Re: I'm confused and don't know what to do next, if anything

November 9, 2011

Hi Tania,

Perhaps the doctor should try zoloft instead of prozac in terms of an

anti-depressant. Prozac didn't do anything for my mom, but the zoloft did help

a lot. The prozac was also making her see double....

Just because your dad had a bad reaction to seroquel doesn't mean that the

doctor shouldn't also try other drugs - Aricept or Excelon have been used with a

lot of 'success' with LBD patients.

There are some members here that may be able to help you find the right doctor.

Sending you strength from NY,

Helene

(Mom 77, 11 years with LBD)

>

> Dad (dx with LBD early 2011) has still been having a bad time of it since we

saw his neuro in Sydney around 6 weeks ago. His mood is still down because he

was hoping for some positive news from his neuro, only to have the opposite.

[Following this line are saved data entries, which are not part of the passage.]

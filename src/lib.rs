//! # Session Continuity
//!
//! Captures the state of a long-running, interruptible work session, stores
//! it redundantly, projects it into human-readable documents, and rebuilds
//! it with a confidence score after an interruption.
//!
//! ## Features
//!
//! - **Validation**: structural and cross-field checks before anything is stored
//! - **Redundant storage**: quorum writes across SQLite, snapshot files and a journal
//! - **Cross-validation**: per-element agreement between stored copies
//! - **Documentation projection**: managed status blocks in a fixed document set
//! - **Quality gates**: compilation, documentation, progress and quality checks
//!   with an audited emergency bypass
//! - **Context recovery**: weighted merge of every surviving copy, with explicit gaps
//! - **Phase tracking**: successor lookup and progress against a phase catalog
//!
//! ## Architecture
//!
//! ```text
//! capture → validate → store (4 backends) → project (docs) → gate
//!                          ↓                     ↓
//!                    ContextRecoveryEngine ←─────┘
//!                          ↓
//!                     PhaseManager
//! ```
//!
//! ## Example
//!
//! ```ignore
//! use session_continuity::{Config, ContinuityService};
//!
//! #[tokio::main]
//! async fn main() -> anyhow::Result<()> {
//!     let config = Config::from_env()?;
//!     let service = ContinuityService::open(&config).await?;
//!     let outcome = service.recover("session-42").await?;
//!     println!("{}", outcome.report.summary);
//!     Ok(())
//! }
//! ```

/// Command-line interface.
pub mod cli;
/// Configuration management.
pub mod config;
/// Projected documentation and the embedded continuity record.
pub mod docs;
/// Toolchain, build and datastore checks.
pub mod environment;
/// Error types and result aliases.
pub mod error;
/// Quality gates and emergency bypass governance.
pub mod gates;
/// Phase catalog and progress interpretation.
pub mod phases;
/// Confidence-scored context reconstruction.
pub mod recovery;
/// Quorum writes and cross-validation over storage backends.
pub mod redundancy;
/// Checkpoint pipeline and worker pool.
pub mod service;
/// Session state model and validation.
pub mod state;
/// Storage backends.
pub mod storage;

pub use config::Config;
pub use error::{AppError, AppResult};
pub use service::{CheckpointPool, ContinuityService};
pub use state::SessionState;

Simon (the neuro) brought up MRI images of Dad's brain and said there was

significant shrinkage/atrophy - much more than expected in someone of Dad's age

and declared that Dad wouldn't get any better...all of this directly in front of

Dad who had his hearing aids in and was very coherent on the day.

>

> But last week was the worst. The docs have been playing around with his

heart/blood pressure meds to help with dizziness and in the midst of all the

'playing around' he had a really bad day, both physically and mentally. He told

Mum he was going to die soon and a while later, Mum found him sitting in the

back yard crying his eyes out. I've never seen my father cry. We have him on

Prozac to help with depression but it's almost as though it's not touching the

surface. Or perhaps it would be much worse without it. We're not sure.

>

> I asked the neuro if Dad could try Aricept because I'd read good things about

it, but as Dad had recently had a very bad reaction to Seroquel, he said he

didn't want to put him on anything else. I could be wrong but I felt that it was

his way of saying " You took him off Seroquel so I'm not trying him with anything

else " , but we took him off it because his reaction was so terrible (hateful

thoughts/expression, extreme depression, inability to sleep, etc). So now, he is

on NO meds at all for Parkinson's or LBD and I'm worried he's pining away more

than ever. His appetite has decreased ever so slightly, his shakes are worse

(previously controlled my meds such as Sinemet) and his mood has gone

significantly downhill. He is more aggressive (verbally), particularly towards

my mother and seems to want to engage less with me, his only daughter.

>

> The neuro mentioned above is the one who diagnosed Dad with LBD earlier this

year but I'm wondering if the diagnosis is even correct. From what I can tell,

the significant indicator of LBD is hallucinations. Am I right in saying this?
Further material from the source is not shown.